Here is one of my favorite acquisitions of 2009...

 A Stoddard "HOLMAN'S NATURES GRAND RESTORATIVE" in honey amber! 

 Only a couple known examples... this beauty is loaded with bubbles!! 

 I never thought I would ever one of these... had to get good and drunk before buying it... worry about "the pain" later!  []

 Mike


----------



## earlyglass (Dec 24, 2009)

a couple more pics...


----------



## earlyglass (Dec 24, 2009)

...


----------



## woody (Dec 24, 2009)

That's a nice bottle, Mike!!!


----------



## coreya (Dec 24, 2009)

my best find was a Missisquoi springs with squaw on rear, rare varient purchased at an estate sale with a bunch of other stuff.


----------



## bostaurus (Dec 24, 2009)

My favorite of the year...  given to me by my uncle.  It belonged to my great grandfather.  It also happens to be one of my nicer bottles.


----------



## bottlediger (Dec 24, 2009)

Come on guys 2009 isnt even over yet!!! Im going to dig my best bottle yet this week.
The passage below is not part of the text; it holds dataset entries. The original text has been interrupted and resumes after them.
//! Text renderer façade
//!
//! Owns the glyph set of one font, the reusable quad buffer and a shared
//! handle to the text shader. Drawing issues one textured-quad draw per
//! glyph; measuring never touches the GPU.

use super::atlas_loader::{GlyphAtlasLoader, LoadReport, DEFAULT_BASELINE_ANCHOR};
use super::error::{TextError, TextResult};
use super::glyph::{FontMetrics, GlyphMetrics, GlyphStore};
use super::layout::{measure_bounds, measure_width, TextBounds, TextLayout};
use super::rasterizer::FontRasterizer;
use crate::foundation::math::{screen_orthographic, Mat4, Vec3};
use crate::render::gl::resource::QUAD_VERTEX_COUNT;
use crate::render::gl::{DrawContext, QuadBuffer, ShaderProgram};
use std::path::Path;
use std::rc::Rc;

/// Uniform holding the glyph sampler's texture unit
pub const TEXT_SAMPLER_UNIFORM: &str = "text";
/// Uniform holding the projection matrix
pub const PROJECTION_UNIFORM: &str = "projection";
/// Uniform holding the RGB text color
pub const TEXT_COLOR_UNIFORM: &str = "textColor";

/// Renders strings of one font as textured quads
pub struct TextRenderer<C: DrawContext> {
    context: Rc<C>,
    shader: Rc<ShaderProgram<C>>,
    quad_buffer: QuadBuffer<C>,
    glyphs: GlyphStore<C>,
    metrics: FontMetrics,
    baseline_anchor: char,
    viewport: (u32, u32),
}

impl<C: DrawContext> TextRenderer<C> {
    /// Create a renderer with no font loaded
    ///
    /// Points the shader's `text` sampler at texture unit 0 and allocates
    /// the quad buffer.
    pub fn new(
        context: &Rc<C>,
        shader: Rc<ShaderProgram<C>>,
        viewport_width: u32,
        viewport_height: u32,
    ) -> TextResult<Self> {
        shader.activate().set_integer(TEXT_SAMPLER_UNIFORM, 0);
        let quad_buffer = QuadBuffer::new(context)?;
        log::debug!("Text renderer created with shader '{}'", shader.name());

        Ok(Self {
            context: Rc::clone(context),
            shader,
            quad_buffer,
            glyphs: GlyphStore::new(),
            metrics: FontMetrics::default(),
            baseline_anchor: DEFAULT_BASELINE_ANCHOR,
            viewport: (viewport_width, viewport_height),
        })
    }

    /// Use a different baseline anchor for subsequent loads
    pub fn with_baseline_anchor(mut self, anchor: char) -> Self {
        self.baseline_anchor = anchor;
        self
    }

    /// Use a different baseline anchor for the next load
    ///
    /// The current glyph set keeps being laid out against the new anchor, so
    /// callers normally follow this with [`Self::load`].
    pub fn set_baseline_anchor(&mut self, anchor: char) {
        self.baseline_anchor = anchor;
    }

    /// Load `font` at `font_size`, replacing the current glyph set
    ///
    /// On error the current glyphs and metrics are kept. On success the
    /// previous glyph textures are released.
    pub fn load<R: FontRasterizer>(
        &mut self,
        rasterizer: &R,
        font: impl AsRef<Path>,
        font_size: u32,
    ) -> TextResult<LoadReport> {
        let loaded = GlyphAtlasLoader::new(rasterizer)
            .with_baseline_anchor(self.baseline_anchor)
            .load(&self.context, font, font_size)?;

        if !self.glyphs.is_empty() {
            log::debug!("Releasing {} glyph textures of the previous font", self.glyphs.len());
        }
        self.glyphs = loaded.glyphs;
        self.metrics = loaded.metrics;

        Ok(LoadReport {
            glyph_count: self.glyphs.len(),
            warnings: loaded.warnings,
        })
    }

    /// Draw `text` with its first pen position at `(x, y)`
    ///
    /// `y` is the top of the baseline anchor glyph. Characters without a
    /// cached glyph are skipped. Leaves texture 0 and vertex array 0 bound.
    pub fn render_text(
        &self,
        text: &str,
        x: f32,
        y: f32,
        scale: f32,
        color: Vec3,
        projection: &Mat4,
    ) -> TextResult<()> {
        if text.is_empty() {
            return Ok(());
        }
        let anchor = self.anchor_metrics()?;

        self.shader
            .activate()
            .set_matrix4(PROJECTION_UNIFORM, projection)
            .set_vector3f(TEXT_COLOR_UNIFORM, &color);
        self.context.active_texture_unit(0);
        self.context.bind_vertex_array(Some(self.quad_buffer.vertex_array()));

        for placed in TextLayout::new(&self.glyphs, anchor, text, x, y, scale) {
            let Some(glyph) = self.glyphs.get(placed.ch) else {
                continue;
            };
            self.context.bind_texture(Some(glyph.texture().raw()));
            self.quad_buffer.upload(&placed.quad.vertices());
            self.context.draw_triangles(0, QUAD_VERTEX_COUNT as i32);
        }

        self.context.bind_vertex_array(None);
        self.context.bind_texture(None);
        Ok(())
    }

    /// Draw `text` with the viewport's screen-space projection
    pub fn render_text_default(&self, text: &str, x: f32, y: f32, scale: f32, color: Vec3) -> TextResult<()> {
        self.render_text(text, x, y, scale, color, &self.projection())
    }

    /// Horizontal advance of `text` in pixels
    pub fn measure_text_width(&self, text: &str, scale: f32) -> f32 {
        measure_width(&self.glyphs, text, scale)
    }

    /// Bounding box of the quads `render_text` would draw
    ///
    /// A string with no cached characters yields a zero-sized box at `(x, y)`.
    pub fn measure_rendered_text_bounds(&self, text: &str, x: f32, y: f32, scale: f32) -> TextResult<TextBounds> {
        if text.is_empty() {
            return Ok(TextBounds::empty_at(x, y));
        }
        let anchor = self.anchor_metrics()?;
        Ok(measure_bounds(&self.glyphs, anchor, text, x, y, scale))
    }

    /// Distance between baselines at `scale`
    pub fn line_height(&self, scale: f32) -> f32 {
        self.metrics.line_height(scale)
    }

    /// Pixel size of the loaded font, 0 before the first load
    pub fn font_size(&self) -> u32 {
        self.metrics.pixel_size
    }

    /// Face-wide metrics of the loaded font
    pub fn metrics(&self) -> &FontMetrics {
        &self.metrics
    }

    /// Cached glyphs
    pub fn glyphs(&self) -> &GlyphStore<C> {
        &self.glyphs
    }

    /// Baseline anchor character
    pub fn baseline_anchor(&self) -> char {
        self.baseline_anchor
    }

    /// Shader used for drawing
    pub fn shader(&self) -> &Rc<ShaderProgram<C>> {
        &self.shader
    }

    /// Viewport size used for [`Self::projection`]
    pub fn viewport(&self) -> (u32, u32) {
        self.viewport
    }

    /// Update the viewport after a resize
    pub fn set_viewport(&mut self, width: u32, height: u32) {
        self.viewport = (width, height);
    }

    /// Screen-space orthographic projection for the viewport
    pub fn projection(&self) -> Mat4 {
        screen_orthographic(self.viewport.0, self.viewport.1)
    }

    fn anchor_metrics(&self) -> TextResult<&GlyphMetrics> {
        self.glyphs
            .get(self.baseline_anchor)
            .map(|glyph| glyph.metrics())
            .ok_or(TextError::MissingBaselineAnchor(self.baseline_anchor))
    }
}
//! OpenGL implementation of [`DrawContext`] on top of `glow`
//!
//! Every call requires the wrapped GL context to be current on the calling
//! thread. `glow` marks all entry points `unsafe` for that reason; the
//! wrapper upholds it by construction (it is only created from a context
//! the caller made current, and `Rc` keeps it on one thread).

use super::{DrawContext, GpuError, GpuResult, TextureSampling, VertexLayout};
use crate::foundation::math::{Mat4, Vec3};
use glow::HasContext;

/// OpenGL 3.3 core draw context
pub struct GlowContext {
    gl: glow::Context,
}

impl GlowContext {
    /// Wrap a loaded `glow` context
    ///
    /// The context must be current on this thread for the lifetime of the
    /// returned value.
    pub fn new(gl: glow::Context) -> Self {
        Self { gl }
    }

    /// Access the raw `glow` context for the rest of the pipeline
    pub fn gl(&self) -> &glow::Context {
        &self.gl
    }
}

impl DrawContext for GlowContext {
    type Texture = glow::Texture;
    type Buffer = glow::Buffer;
    type VertexArray = glow::VertexArray;
    type Program = glow::Program;

    fn create_texture_r8(
        &self,
        width: u32,
        height: u32,
        pixels: &[u8],
        sampling: TextureSampling,
    ) -> GpuResult<Self::Texture> {
        let wrap = if sampling.clamp_to_edge {
            glow::CLAMP_TO_EDGE
        } else {
            glow::REPEAT
        };
        let filter = if sampling.linear_filter {
            glow::LINEAR
        } else {
            glow::NEAREST
        };

        unsafe {
            let texture = self.gl.create_texture().map_err(GpuError::TextureCreation)?;
            // Glyph rows are tightly packed single bytes
            self.gl.pixel_store_i32(glow::UNPACK_ALIGNMENT, 1);
            self.gl.bind_texture(glow::TEXTURE_2D, Some(texture));
            self.gl.tex_image_2d(
                glow::TEXTURE_2D,
                0,
                glow::R8 as i32,
                width as i32,
                height as i32,
                0,
                glow::RED,
                glow::UNSIGNED_BYTE,
                Some(pixels),
            );
            self.gl.tex_parameter_i32(glow::TEXTURE_2D, glow::TEXTURE_WRAP_S, wrap as i32);
            self.gl.tex_parameter_i32(glow::TEXTURE_2D, glow::TEXTURE_WRAP_T, wrap as i32);
            self.gl.tex_parameter_i32(glow::TEXTURE_2D, glow::TEXTURE_MIN_FILTER, filter as i32);
            self.gl.tex_parameter_i32(glow::TEXTURE_2D, glow::TEXTURE_MAG_FILTER, filter as i32);
            Ok(texture)
        }
    }

    fn delete_texture(&self, texture: Self::Texture) {
        unsafe { self.gl.delete_texture(texture) }
    }

    fn bind_texture(&self, texture: Option<Self::Texture>) {
        unsafe { self.gl.bind_texture(glow::TEXTURE_2D, texture) }
    }

    fn active_texture_unit(&self, unit: u32) {
        unsafe { self.gl.active_texture(glow::TEXTURE0 + unit) }
    }

    fn create_vertex_array(&self) -> GpuResult<Self::VertexArray> {
        unsafe { self.gl.create_vertex_array().map_err(GpuError::BufferCreation) }
    }

    fn delete_vertex_array(&self, vertex_array: Self::VertexArray) {
        unsafe { self.gl.delete_vertex_array(vertex_array) }
    }

    fn bind_vertex_array(&self, vertex_array: Option<Self::VertexArray>) {
        unsafe { self.gl.bind_vertex_array(vertex_array) }
    }

    fn create_dynamic_buffer(&self, byte_len: usize, layout: VertexLayout) -> GpuResult<Self::Buffer> {
        let stride = layout.components * std::mem::size_of::<f32>() as i32;
        unsafe {
            let buffer = self.gl.create_buffer().map_err(GpuError::BufferCreation)?;
            self.gl.bind_buffer(glow::ARRAY_BUFFER, Some(buffer));
            self.gl.buffer_data_size(glow::ARRAY_BUFFER, byte_len as i32, glow::DYNAMIC_DRAW);
            self.gl.enable_vertex_attrib_array(layout.location);
            self.gl.vertex_attrib_pointer_f32(layout.location, layout.components, glow::FLOAT, false, stride, 0);
            self.gl.bind_buffer(glow::ARRAY_BUFFER, None);
            Ok(buffer)
        }
    }

    fn update_buffer(&self, buffer: Self::Buffer, offset: usize, data: &[u8]) {
        unsafe {
            self.gl.bind_buffer(glow::ARRAY_BUFFER, Some(buffer));
            self.gl.buffer_sub_data_u8_slice(glow::ARRAY_BUFFER, offset as i32, data);
            self.gl.bind_buffer(glow::ARRAY_BUFFER, None);
        }
    }

    fn delete_buffer(&self, buffer: Self::Buffer) {
        unsafe { self.gl.delete_buffer(buffer) }
    }

    fn draw_triangles(&self, first: i32, count: i32) {
        unsafe { self.gl.draw_arrays(glow::TRIANGLES, first, count) }
    }

    fn use_program(&self, program: Option<Self::Program>) {
        unsafe { self.gl.use_program(program) }
    }

    fn set_uniform_i32(&self, program: Self::Program, name: &str, value: i32) {
        unsafe {
            let location = self.gl.get_uniform_location(program, name);
            self.gl.uniform_1_i32(location.as_ref(), value);
        }
    }

    fn set_uniform_mat4(&self, program: Self::Program, name: &str, value: &Mat4) {
        unsafe {
            let location = self.gl.get_uniform_location(program, name);
            // nalgebra storage is column-major, as GL expects
            self.gl.uniform_matrix_4_f32_slice(location.as_ref(), false, value.as_slice());
        }
    }

    fn set_uniform_vec3(&self, program: Self::Program, name: &str, value: &Vec3) {
        unsafe {
            let location = self.gl.get_uniform_location(program, name);
            self.gl.uniform_3_f32(location.as_ref(), value.x, value.y, value.z);
        }
    }
}
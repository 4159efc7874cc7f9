//! Math utilities and types
//!
//! Provides the small set of math types the 2D text pipeline works with.

pub use nalgebra::{Matrix4, Vector2, Vector3};

/// 2D vector type
pub type Vec2 = Vector2<f32>;

/// Integer 2D vector type, used for pixel sizes and bearings
pub type IVec2 = Vector2<i32>;

/// 3D vector type
pub type Vec3 = Vector3<f32>;

/// 4x4 matrix type
pub type Mat4 = Matrix4<f32>;

/// Screen-space orthographic projection with the origin at the top-left corner
///
/// Maps `x` in `0..width` and `y` in `0..height` (y growing downwards) to
/// normalized device coordinates, matching the layout convention used by
/// the text renderer.
pub fn screen_orthographic(width: u32, height: u32) -> Mat4 {
    Mat4::new_orthographic(0.0, width as f32, height as f32, 0.0, -1.0, 1.0)
}

#[cfg(test)]
mod tests {
    use super::*;
    use approx::assert_relative_eq;
    use nalgebra::Point3;

    #[test]
    fn test_screen_orthographic_corners() {
        let projection = screen_orthographic(800, 600);

        let top_left = projection.transform_point(&Point3::new(0.0, 0.0, 0.0));
        assert_relative_eq!(top_left.x, -1.0, epsilon = 1e-6);
        assert_relative_eq!(top_left.y, 1.0, epsilon = 1e-6);

        let bottom_right = projection.transform_point(&Point3::new(800.0, 600.0, 0.0));
        assert_relative_eq!(bottom_right.x, 1.0, epsilon = 1e-6);
        assert_relative_eq!(bottom_right.y, -1.0, epsilon = 1e-6);
    }
}
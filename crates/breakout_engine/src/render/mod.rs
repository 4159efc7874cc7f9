//! Rendering module
//!
//! The OpenGL-style draw context and the text pipeline built on it.

pub mod gl;
pub mod text;

pub use gl::{DrawContext, GlowContext, GpuError, GpuResult, HeadlessContext, ShaderProgram};
pub use text::{TextError, TextRenderer, TextRendererRegistry, TextResult};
Ive just bee saving it  

 Digger Ry


----------



## cyberdigger (Dec 24, 2009)

[] Go get it, Ry! The unofficial deadline for entry is New Years Day.. just be careful cleaning it if you're hung over..


----------



## JOETHECROW (Dec 24, 2009)

As you all probably remember from our lengthy post this summer,...I found this under a house near where Me, Laur, Mr. Fred and Penn Digger Tom had been searching out a privy. We only know of one other.It's an ultra rare peacock green local druggist. []                                                                      Joe


----------



## JOETHECROW (Dec 24, 2009)

Hey everyone,....some great bottles here, but Mike,....That Stoddard "Holman's Restorative" is freakin' amazing! wow.
                                                                                                  Joe


----------



## Road Dog (Dec 24, 2009)

Here is mine. A green open pontil with flared lip Davis & Miller Druggists Baltimore.


----------



## poisons4me (Dec 24, 2009)

It isn't pontiled but it is the only one known to exist,one of my favorites too.
 8 inches and perfect dates 1872-75


----------



## beendiggin (Dec 25, 2009)

Wow!  Great bottles all around...my best this year was a flea market pickup.  *Skodas / Discovery (on all 4  beveled edges) Concentrated / Extract / Sarsaparilla (in script) / Comp.  /Wolfville / Nova Scotia.*  This is a hard to find varient...more common are the Belfast / Maine type.  There's a cool history with this bottle that can be read here: 

 http://www.scribd.com/doc/14420852/Skodas-Discovery-Patent-Medicine


----------



## beendiggin (Dec 25, 2009)

Wolfville.   A great place to raise a family.


----------



## beendiggin (Dec 25, 2009)

Great White North...Nova Scotia.


----------



## bottle_head9 (Dec 25, 2009)

Nice bottles everyone!


----------



## potstone (Dec 26, 2009)

Great bottles, I think your all winners.


----------



## cyberdigger (Dec 29, 2009)

Lots of beautiful glass has emerged from the shadows this year, either by being unearthed or passed on to a new caretaker.. let's all submit our favorite new bottle of 2009 and even if this goes to a vote or not, at least we have a thread full of great looking bottles!! Don't worry about rules and regs, I will sort it out next year.. [8|]


----------



## cyberdigger (Dec 29, 2009)

...if you can't make up your mind, submit several entries... no rule against that.. anymore..[]


----------



## deepbluedigger (Dec 29, 2009)

Some great items already posted in this thread.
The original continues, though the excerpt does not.